Data to use.
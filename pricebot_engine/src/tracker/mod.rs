//! # Price-change tracking
//!
//! A subscriber asks to be told when the price of an item in a region moves. Each request becomes a
//! [`TrackingEntry`] that lives for a limited time. The [`TrackingScheduler`] owns every entry and polls prices on a
//! fixed interval:
//!
//! * Entries that share an `(item, region)` pair share a single price lookup per tick.
//! * A lookup failure means "no change" for that tick.
//! * When the rounded price delta reaches the entry's threshold, the subscriber is notified and the new price becomes
//!   the baseline. A failed delivery removes the entry.
//! * Entries past their duration get a best-effort expiry notice and are removed.
//!
//! New requests and cancellations go through a [`TrackerHandle`] and take effect at the start of the next tick, so the
//! scheduler's entry set only ever changes in one place.
mod entry;
mod errors;
mod notice;
mod scheduler;

pub use entry::{
    clamp_threshold,
    minimum_threshold,
    DedupKey,
    SubscriberRef,
    TrackRequest,
    TrackingAdjustment,
    TrackingEntry,
    TrackingId,
    TrackingReceipt,
};
pub use errors::TrackerError;
pub use notice::TrackingNotice;
pub use scheduler::{TickReport, TrackerConfig, TrackerHandle, TrackingScheduler};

Task requirements. Return, exactly as written, the "# Price-change tracking" line and each line after it through the end of the listing above.

Answer space.
//! # Price-change tracking
//!
//! A subscriber asks to be told when the price of an item in a region moves. Each request becomes a
//! [`TrackingEntry`] that lives for a limited time. The [`TrackingScheduler`] owns every entry and polls prices on a
//! fixed interval:
//!
//! * Entries that share an `(item, region)` pair share a single price lookup per tick.
//! * A lookup failure means "no change" for that tick.
//! * When the rounded price delta reaches the entry's threshold, the subscriber is notified and the new price becomes
//!   the baseline. A failed delivery removes the entry.
//! * Entries past their duration get a best-effort expiry notice and are removed.
//!
//! New requests and cancellations go through a [`TrackerHandle`] and take effect at the start of the next tick, so the
//! scheduler's entry set only ever changes in one place.
mod entry;
mod errors;
mod notice;
mod scheduler;

pub use entry::{
    clamp_threshold,
    minimum_threshold,
    DedupKey,
    SubscriberRef,
    TrackRequest,
    TrackingAdjustment,
    TrackingEntry,
    TrackingId,
    TrackingReceipt,
};
pub use errors::TrackerError;
pub use notice::TrackingNotice;
pub use scheduler::{TickReport, TrackerConfig, TrackerHandle, TrackingScheduler};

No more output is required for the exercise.